The Lion, the Witch, and the Wardrobe is an epic story about good overcoming evil. It is a story that allows us to open up our imaginations and dream of possibilities beyond our existence. Yet at the heart of this piece are four children who are growing up—transforming from youth with simple, egocentric concerns, into young adults who gain confidence, understand responsibility, and learn about forgiveness and caring for others during their time in Narnia.
It is significant for me to be directing this timeless story at Chemainus Theatre during their 25th Anniversary season. It was here, 14 years ago, I received my first professional contract and played the roles of Lucy and the White Witch in the Lion, the Witch and the Wardrobe. It was at Chemainus that I had the opportunity to grow, mature, and hone my own skills as an artist. In a sense, this theatre is a place where I “grew up” as an artist.

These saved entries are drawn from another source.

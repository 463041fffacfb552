//! # Money Module
//!
//! Provides the `Money` type for handling monetary values safely, plus the
//! `CurrencyProfile` describing how a tenant's currency rounds and displays.
//!
//! ## Why Integer Money?
//! ```text
//! ┌─────────────────────────────────────────────────────────────────────────┐
//! │  THE FLOATING POINT PROBLEM                                             │
//! │                                                                         │
//! │  In floating point:                                                     │
//! │    0.1 + 0.2 = 0.30000000000000004  ❌ WRONG!                           │
//! │                                                                         │
//! │  OUR SOLUTION: Integer Minor Units                                      │
//! │    Every amount is an i64 count of the currency's smallest unit.        │
//! │    FCFA has no minor unit, so 1000 == 1000 FCFA.                        │
//! │    EUR has cents, so 1000 == 10.00 EUR.                                 │
//! │                                                                         │
//! │  The CurrencyProfile says how many decimal places the currency has      │
//! │  and which rounding mode applies when a computed fraction must be       │
//! │  snapped back to a representable amount.                                │
//! └─────────────────────────────────────────────────────────────────────────┘
//! ```
//!
//! ## Usage
//! ```rust
//! use comptoir_core::money::{CurrencyProfile, Money};
//!
//! // Create from minor units (the only constructor)
//! let price = Money::from_minor(1500);
//!
//! // Arithmetic operations
//! let doubled = price * 2;
//! let total = price + Money::from_minor(500);
//!
//! // Display depends on the currency profile
//! let xof = CurrencyProfile::xof();
//! assert_eq!(xof.format(total), "2000 XOF");
//! ```

use serde::{Deserialize, Serialize};
use std::fmt;
use std::ops::{Add, AddAssign, Mul, Neg, Sub, SubAssign};

// =============================================================================
// Money Type
// =============================================================================

/// A monetary value in the smallest currency unit.
///
/// ## Design Decisions
/// - **i64 (signed)**: credit balances go positive (customer owes) and ledger
///   amounts go negative (payments, redemptions)
/// - **Single field tuple struct**: zero-cost abstraction over i64
/// - **No float constructors**: amounts enter the system as minor units
#[derive(Debug, Clone, Copy, PartialEq, Eq, PartialOrd, Ord, Hash, Serialize, Deserialize)]
pub struct Money(i64);

impl Money {
    /// Creates a Money value from minor units (the smallest currency unit).
    ///
    /// ## Example
    /// ```rust
    /// use comptoir_core::money::Money;
    ///
    /// let price = Money::from_minor(1500); // 1500 FCFA (or 15.00 EUR)
    /// assert_eq!(price.minor(), 1500);
    /// ```
    #[inline]
    pub const fn from_minor(minor: i64) -> Self {
        Money(minor)
    }

    /// Returns the value in minor units.
    #[inline]
    pub const fn minor(&self) -> i64 {
        self.0
    }

    /// Returns zero money value.
    #[inline]
    pub const fn zero() -> Self {
        Money(0)
    }

    /// Checks if the value is zero.
    #[inline]
    pub const fn is_zero(&self) -> bool {
        self.0 == 0
    }

    /// Checks if the value is positive (greater than zero).
    #[inline]
    pub const fn is_positive(&self) -> bool {
        self.0 > 0
    }

    /// Checks if the value is negative (less than zero).
    #[inline]
    pub const fn is_negative(&self) -> bool {
        self.0 < 0
    }

    /// Returns the absolute value.
    #[inline]
    pub const fn abs(&self) -> Self {
        Money(self.0.abs())
    }

    /// Returns the smaller of two amounts.
    ///
    /// Used by the redemption capping rule: the discount applied is
    /// `min(points value, sale total)`.
    #[inline]
    pub fn min(self, other: Self) -> Self {
        Money(self.0.min(other.0))
    }

    /// Clamps a value at zero from below.
    ///
    /// A sale total after a capped loyalty discount can mathematically reach
    /// zero but must never go negative.
    #[inline]
    pub const fn clamp_non_negative(self) -> Self {
        if self.0 < 0 {
            Money(0)
        } else {
            self
        }
    }

    /// Multiplies money by a quantity.
    ///
    /// ## Example
    /// ```rust
    /// use comptoir_core::money::Money;
    ///
    /// let unit_price = Money::from_minor(250);
    /// let line_total = unit_price.multiply_quantity(3);
    /// assert_eq!(line_total.minor(), 750);
    /// ```
    #[inline]
    pub const fn multiply_quantity(&self, qty: i64) -> Self {
        Money(self.0 * qty)
    }
}

// =============================================================================
// Trait Implementations
// =============================================================================

/// Display implementation shows the raw minor-unit count.
///
/// ## Note
/// This is for debugging and log fields. Use [`CurrencyProfile::format`]
/// when a currency-aware rendering is needed.
impl fmt::Display for Money {
    fn fmt(&self, f: &mut fmt::Formatter<'_>) -> fmt::Result {
        write!(f, "{}", self.0)
    }
}

/// Default money is zero.
impl Default for Money {
    fn default() -> Self {
        Money::zero()
    }
}

impl Add for Money {
    type Output = Self;

    #[inline]
    fn add(self, other: Self) -> Self {
        Money(self.0 + other.0)
    }
}

impl AddAssign for Money {
    #[inline]
    fn add_assign(&mut self, other: Self) {
        self.0 += other.0;
    }
}

impl Sub for Money {
    type Output = Self;

    #[inline]
    fn sub(self, other: Self) -> Self {
        Money(self.0 - other.0)
    }
}

impl SubAssign for Money {
    #[inline]
    fn sub_assign(&mut self, other: Self) {
        self.0 -= other.0;
    }
}

impl Neg for Money {
    type Output = Self;

    #[inline]
    fn neg(self) -> Self {
        Money(-self.0)
    }
}

impl Mul<i64> for Money {
    type Output = Self;

    #[inline]
    fn mul(self, qty: i64) -> Self {
        Money(self.0 * qty)
    }
}

// =============================================================================
// Currency Profile
// =============================================================================

/// How fractional intermediate results snap back to representable amounts.
#[derive(Debug, Clone, Copy, PartialEq, Eq, Serialize, Deserialize)]
#[serde(rename_all = "snake_case")]
pub enum Rounding {
    /// Round half away from zero (retail convention).
    HalfUp,
    /// Round half to even (banker's rounding).
    HalfEven,
}

/// Explicit currency behavior, passed into the ledgers as configuration.
///
/// Zero-decimal currencies (FCFA) and two-decimal currencies (EUR, USD)
/// differ in what "round to the smallest unit" means. That difference is
/// modeled here and never inferred from a currency-code string at call time.
#[derive(Debug, Clone, PartialEq, Eq, Serialize, Deserialize)]
pub struct CurrencyProfile {
    /// ISO 4217 code, display-only.
    pub code: String,
    /// Number of decimal places in the major unit (0 for FCFA, 2 for EUR).
    pub decimal_places: u8,
    /// Rounding mode applied by conversion math.
    pub rounding: Rounding,
}

impl CurrencyProfile {
    /// West African CFA franc: no minor unit.
    pub fn xof() -> Self {
        CurrencyProfile {
            code: "XOF".to_string(),
            decimal_places: 0,
            rounding: Rounding::HalfUp,
        }
    }

    /// A standard two-decimal currency (EUR, USD, ...).
    pub fn two_decimal(code: impl Into<String>) -> Self {
        CurrencyProfile {
            code: code.into(),
            decimal_places: 2,
            rounding: Rounding::HalfUp,
        }
    }

    /// Minor units per major unit (1 for FCFA, 100 for EUR).
    pub fn minor_per_major(&self) -> i64 {
        10i64.pow(self.decimal_places as u32)
    }

    /// Renders an amount with the currency's decimal places and code.
    ///
    /// ## Example
    /// ```rust
    /// use comptoir_core::money::{CurrencyProfile, Money};
    ///
    /// assert_eq!(CurrencyProfile::xof().format(Money::from_minor(500)), "500 XOF");
    /// assert_eq!(
    ///     CurrencyProfile::two_decimal("EUR").format(Money::from_minor(-550)),
    ///     "-5.50 EUR"
    /// );
    /// ```
    pub fn format(&self, amount: Money) -> String {
        let scale = self.minor_per_major();
        if scale == 1 {
            return format!("{} {}", amount.minor(), self.code);
        }
        let sign = if amount.is_negative() { "-" } else { "" };
        let abs = amount.minor().abs();
        format!(
            "{}{}.{:0width$} {}",
            sign,
            abs / scale,
            abs % scale,
            self.code,
            width = self.decimal_places as usize
        )
    }
}

impl Default for CurrencyProfile {
    fn default() -> Self {
        CurrencyProfile::xof()
    }
}

// =============================================================================
// Unit Tests
// =============================================================================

I’m really interested and inspired by the idea of play. As a little girl, my favorite memories were of playing games such as “house,” “supermarket,” “radio station,” and various others that I devised with my brother, cousins, and friends. We would use whatever we had on hand to create these worlds—whether it was my Mom’s clothing, my grandmother’s jewelry and hats, or my parent’s old records (yes, we even had a sound design.) In this day and age, as I see students become less engaged in play and more engaged with their phones, the importance of play in our lives becomes increasingly evident to me.
With this production of The Lion, the Witch and the Wardrobe, I really wanted to get back to the simple idea of play—asking the actors and the audience to engage their imaginations, as opposed to their iphones. I wanted this production to mirror children really playing out the story with whatever is readily available to them—whether it be an old umbrella, a scrap of material, or even their own bodies. How can a long piece of cloth become a cape, a river, and a tent? Could we use our bodies to become animal statues, trees, and even the wind? How can we use a drumbeat to tell the story of a great battle? To me, the immense power of childhood imagination, that ability to turn the most ordinary of things into something completely different is what I love about theatre.
And so the cycle of learning and growing continues. Whether you are young or old, I hope you enjoy our imaginative journey through childhood via Narnia.